Ce que personne ne cache, c'est que, une fois que l'Équateur de l'Assemblée législative est adopté et avec un grave cas de corruption au cœur de Sanchismo qui pourrait encore s'aggraver, il est très probable que la plupart deviennent de plus en plus fragiles parce que tous les partenaires commencent à chercher à se différencier avant la possibilité qu'il y ait des élections dans quelques mois. Aitor Esteban, chef du PNV, un bon connaisseur du Parlement, a parlé cette semaine d'une « coalition négative », dans laquelle le PP et le Vox sont de plus en plus rejoints par les votes de Junts et Podemos, comme cela s'est produit mardi. Mais il y en avait d'autres qui pointaient également, comme le BNG et l'Aragonesiste Chunta, et les compromis ont également montré la distance à d'autres occasions.

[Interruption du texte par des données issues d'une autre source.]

//! Configuration file support

use serde::{Deserialize, Serialize};
use std::fs;
use std::path::PathBuf;
use std::time::Duration;
use wisp_capture::CaptureConfig;

/// Configuration for wisp
#[derive(Debug, Clone, Default, Serialize, Deserialize)]
#[serde(default)]
pub struct Config {
    /// Chrome remote-debugging port
    pub port: Option<u16>,
    /// Directory for exports and page dumps
    pub debug_dir: Option<String>,
    /// Seconds of token silence before a reply counts as finished
    pub idle_timeout_secs: Option<f64>,
    /// Seconds between completion polls
    pub poll_interval_secs: Option<f64>,
    /// How many completion polls before giving up
    pub max_polls: Option<u32>,
}

impl Config {
    /// Get the config directory
    pub fn config_dir() -> PathBuf {
        dirs::config_dir()
            .unwrap_or_else(|| PathBuf::from("."))
            .join("wisp")
    }

    /// Get the config file path
    pub fn config_path() -> PathBuf {
        // Check for WISP_CONFIG_PATH env var first
        if let Ok(path) = std::env::var("WISP_CONFIG_PATH") {
            return PathBuf::from(path);
        }
        Self::config_dir().join("config.toml")
    }

    /// Load config from file
    pub fn load() -> Self {
        let path = Self::config_path();
        if !path.exists() {
            return Self::default();
        }

        match fs::read_to_string(&path) {
            Ok(content) => match toml::from_str(&content) {
                Ok(config) => config,
                Err(e) => {
                    eprintln!("Warning: Failed to parse config file: {}", e);
                    Self::default()
                }
            },
            Err(e) => {
                eprintln!("Warning: Failed to read config file: {}", e);
                Self::default()
            }
        }
    }

    /// Save config to file
    pub fn save(&self) -> std::io::Result<()> {
        let path = Self::config_path();
        if let Some(dir) = path.parent() {
            fs::create_dir_all(dir)?;
        }

        let content = toml::to_string_pretty(self).map_err(std::io::Error::other)?;
        fs::write(path, content)
    }

    /// Create a default config file if it doesn't exist
    pub fn init() -> std::io::Result<PathBuf> {
        let path = Self::config_path();
        if path.exists() {
            return Ok(path);
        }

        let default_config = Config {
            port: Some(9222),
            debug_dir: Some("debug".to_string()),
            idle_timeout_secs: Some(3.0),
            poll_interval_secs: Some(2.0),
            max_polls: Some(6),
        };

        default_config.save()?;
        Ok(path)
    }

    /// Build the capture settings, config values first, then overrides.
    pub fn capture_config(&self) -> CaptureConfig {
        let mut capture = CaptureConfig::default();
        if let Some(secs) = self.idle_timeout_secs {
            capture = capture.with_idle_timeout(Duration::from_secs_f64(secs));
        }
        if let Some(secs) = self.poll_interval_secs {
            capture = capture.with_poll_interval(Duration::from_secs_f64(secs));
        }
        if let Some(max_polls) = self.max_polls {
            capture = capture.with_max_polls(max_polls);
        }
        if let Some(dir) = &self.debug_dir {
            capture = capture.with_debug_dir(dir);
        }
        capture
    }
}

/// Generate example config content
pub fn example_config() -> &'static str {
    r#"# wisp configuration file
# Place at ~/.config/wisp/config.toml (Linux/Mac) or %APPDATA%\wisp\config.toml (Windows)

# Chrome remote-debugging port
# Start Chrome with: google-chrome --remote-debugging-port=9222
port = 9222

# Directory for exported replies and page dumps
debug_dir = "debug"

# Seconds of token silence before a streaming reply counts as finished
idle_timeout_secs = 3.0

# Seconds between completion polls
poll_interval_secs = 2.0

# How many completion polls before giving up
max_polls = 6
"#
}
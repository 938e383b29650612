//! Capture configuration.
//!
//! An explicit context object passed into the tracker; there are no
//! process-wide singletons.

use std::path::PathBuf;
use std::time::Duration;

/// Tunables for completion detection and debug exports
#[derive(Debug, Clone)]
pub struct CaptureConfig {
    /// The stream is considered finished when no tokens arrive for this long
    pub idle_timeout: Duration,
    /// How often callers should poll the completion predicate
    pub poll_interval: Duration,
    /// How many polls before giving up on an exchange
    pub max_polls: u32,
    /// Where debug exports land
    pub debug_dir: PathBuf,
}

impl Default for CaptureConfig {
    fn default() -> Self {
        Self {
            idle_timeout: Duration::from_secs(3),
            poll_interval: Duration::from_secs(2),
            max_polls: 6,
            debug_dir: PathBuf::from("debug"),
        }
    }
}

impl CaptureConfig {
    pub fn with_idle_timeout(mut self, idle_timeout: Duration) -> Self {
        self.idle_timeout = idle_timeout;
        self
    }

    pub fn with_poll_interval(mut self, poll_interval: Duration) -> Self {
        self.poll_interval = poll_interval;
        self
    }

    pub fn with_max_polls(mut self, max_polls: u32) -> Self {
        self.max_polls = max_polls;
        self
    }

    pub fn with_debug_dir(mut self, debug_dir: impl Into<PathBuf>) -> Self {
        self.debug_dir = debug_dir.into();
        self
    }

    /// Total time budget for a bounded completion wait
    pub fn wait_budget(&self) -> Duration {
        self.poll_interval * self.max_polls
    }
}
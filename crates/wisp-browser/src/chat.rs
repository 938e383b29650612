//! The message send flow: composer fill, mode toggles, file upload, Enter.
//!
//! Selectors target the live grok.com markup and carry no stability
//! guarantee. Interaction goes through visible UI elements with small
//! randomized delays, and typing uses `insertText` so the page framework's
//! input emitters fire.

use crate::error::{Error, Result};
use chromiumoxide::Page;
use chromiumoxide::cdp::browser_protocol::dom::SetFileInputFilesParams;
use std::path::PathBuf;
use std::time::Duration;
use tokio::time::sleep;

const COMPOSER_SELECTOR: &str = r#"textarea[aria-label="Ask Grok anything"], textarea.w-full"#;
const NEW_CHAT_SELECTOR: &str = r#"a[href="/chat"]"#;
const FILE_INPUT_SELECTOR: &str = r#"input[type="file"]"#;

const SELECTOR_TIMEOUT: Duration = Duration::from_secs(30);
const SELECTOR_POLL: Duration = Duration::from_millis(250);

/// What to send and how
#[derive(Debug, Clone, Default)]
pub struct SendOptions {
    pub message: String,
    pub new_chat: bool,
    pub think_mode: bool,
    pub deep_search: bool,
    pub files: Vec<PathBuf>,
}

impl SendOptions {
    pub fn new(message: impl Into<String>) -> Self {
        Self {
            message: message.into(),
            ..Default::default()
        }
    }
}

/// Type the message into the composer and submit it.
pub async fn send_message(page: &Page, options: &SendOptions) -> Result<()> {
    // Hide the automation flag before touching anything else
    let _ = page
        .evaluate("Object.defineProperty(navigator, 'webdriver', {get: () => undefined})")
        .await;

    if options.new_chat {
        start_new_chat(page).await?;
    }

    if !options.files.is_empty() {
        upload_files(page, &options.files).await?;
    }

    tracing::info!(chars = options.message.len(), "sending message");
    let composer = wait_for_element(page, COMPOSER_SELECTOR).await?;
    composer.click().await?;
    jitter(300..900).await;

    let content = serde_json::to_string(&options.message)
        .map_err(|e| Error::Automation(e.to_string()))?;
    let script = format!(
        r#"(() => {{
            const el = document.querySelector('{COMPOSER_SELECTOR}');
            if (!el) return false;
            el.focus();
            document.execCommand('insertText', false, {content});
            el.dispatchEvent(new Event('input', {{ bubbles: true }}));
            return true;
        }})()"#
    );
    let typed = page
        .evaluate(script)
        .await?
        .into_value::<bool>()
        .unwrap_or(false);
    if !typed {
        return Err(Error::MissingElement(COMPOSER_SELECTOR.to_string()));
    }
    jitter(500..1200).await;

    if options.think_mode && !toggle_mode_button(page, "Think").await? {
        tracing::warn!("could not find Think mode toggle");
    }
    if options.deep_search && !toggle_mode_button(page, "DeepSearch").await? {
        tracing::warn!("could not find DeepSearch mode toggle");
    }

    composer.press_key("Enter").await?;
    tracing::info!("message sent, waiting for response");
    Ok(())
}

/// Click the new-chat link unless the composer is already visible.
async fn start_new_chat(page: &Page) -> Result<()> {
    if page.find_element(COMPOSER_SELECTOR).await.is_ok() {
        return Ok(());
    }
    tracing::info!("starting new chat");
    let link = wait_for_element(page, NEW_CHAT_SELECTOR).await?;
    link.click().await?;
    sleep(Duration::from_secs(1)).await;
    Ok(())
}

/// Toggle a mode button identified by its label text. CSS cannot match on
/// text, so this walks the buttons in page context.
async fn toggle_mode_button(page: &Page, label: &str) -> Result<bool> {
    let script = format!(
        r#"(() => {{
            const button = Array.from(document.querySelectorAll('button'))
                .find(b => b.textContent.trim() === '{label}');
            if (!button) return false;
            button.click();
            return true;
        }})()"#
    );
    let clicked = page
        .evaluate(script)
        .await?
        .into_value::<bool>()
        .unwrap_or(false);
    if clicked {
        tracing::info!(label, "mode enabled");
        jitter(200..600).await;
    }
    Ok(clicked)
}

/// Attach files through the hidden file input.
async fn upload_files(page: &Page, files: &[PathBuf]) -> Result<()> {
    let paths: Vec<String> = files
        .iter()
        .map(|f| f.display().to_string())
        .collect();
    tracing::info!(?paths, "uploading files");

    let input = match page.find_element(FILE_INPUT_SELECTOR).await {
        Ok(input) => input,
        Err(_) => {
            // The input only exists once the attach dialog is open
            if !toggle_mode_button(page, "Select files").await? {
                return Err(Error::MissingElement(FILE_INPUT_SELECTOR.to_string()));
            }
            sleep(Duration::from_secs(1)).await;
            wait_for_element(page, FILE_INPUT_SELECTOR).await?
        }
    };

    let params = SetFileInputFilesParams::builder()
        .files(paths)
        .node_id(input.node_id)
        .build()
        .map_err(Error::Automation)?;
    page.execute(params).await?;
    sleep(Duration::from_secs(2)).await;

    // Close the dialog if it is still up
    let _ = page
        .evaluate(
            r#"(() => {
                const event = new KeyboardEvent('keydown', { key: 'Escape', bubbles: true });
                document.dispatchEvent(event);
            })()"#,
        )
        .await;
    Ok(())
}

/// Poll for a selector until it appears or the deadline passes.
pub async fn wait_for_element(
    page: &Page,
    selector: &str,
) -> Result<chromiumoxide::element::Element> {
    let deadline = tokio::time::Instant::now() + SELECTOR_TIMEOUT;
    loop {
        if let Ok(element) = page.find_element(selector).await {
            return Ok(element);
        }
        if tokio::time::Instant::now() >= deadline {
            return Err(Error::Timeout(format!("selector {}", selector)));
        }
        sleep(SELECTOR_POLL).await;
    }
}

/// Randomized pause between UI steps.
async fn jitter(range: std::ops::Range<u64>) {
    let delay = {
        let mut rng = rand::rng();
        rand::Rng::random_range(&mut rng, range)
    };
    sleep(Duration::from_millis(delay)).await;
}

De plus, la coalition vit un moment de grande tension interne car l'ajout est pressant pour accélérer l'agenda social et, surtout, pour porter mardi le décret qui étend les permis de main-d'œuvre. La bataille politique entre Yolanda Díaz et Maria Jesús Montero, le ministre des Finances et qui résiste à cette extension qui signifierait une somme d'argent pertinente, est très forte à ces heures.

L'ajout est déterminé à appuyer jusqu'à la dernière minute dans un contexte dans lequel Sánchez, avec une roue lundi dans laquelle il veut se vanter de politiques progressistes, devrait essayer de fermer ce front. Díaz essaiera également en septembre de conclure l'accord avec Junts sur la réduction de la journée de travail. Les deux secteurs du gouvernement, bien qu'avec de nombreuses discussions internes sur leur portée, se déplacent ensuite pour essayer de donner du contenu à l'Assemblée législative et essayer de sortir de la sensation permanente de l'agonie. Il n'est pas clair s'ils l'obtiendront. Mais la fin de la saison sera moins difficile pour le gouvernement qu'elle ne semblait un mois et demi, et Sánchez cherchera toujours un tour pour essayer de récupérer la crédibilité perdue.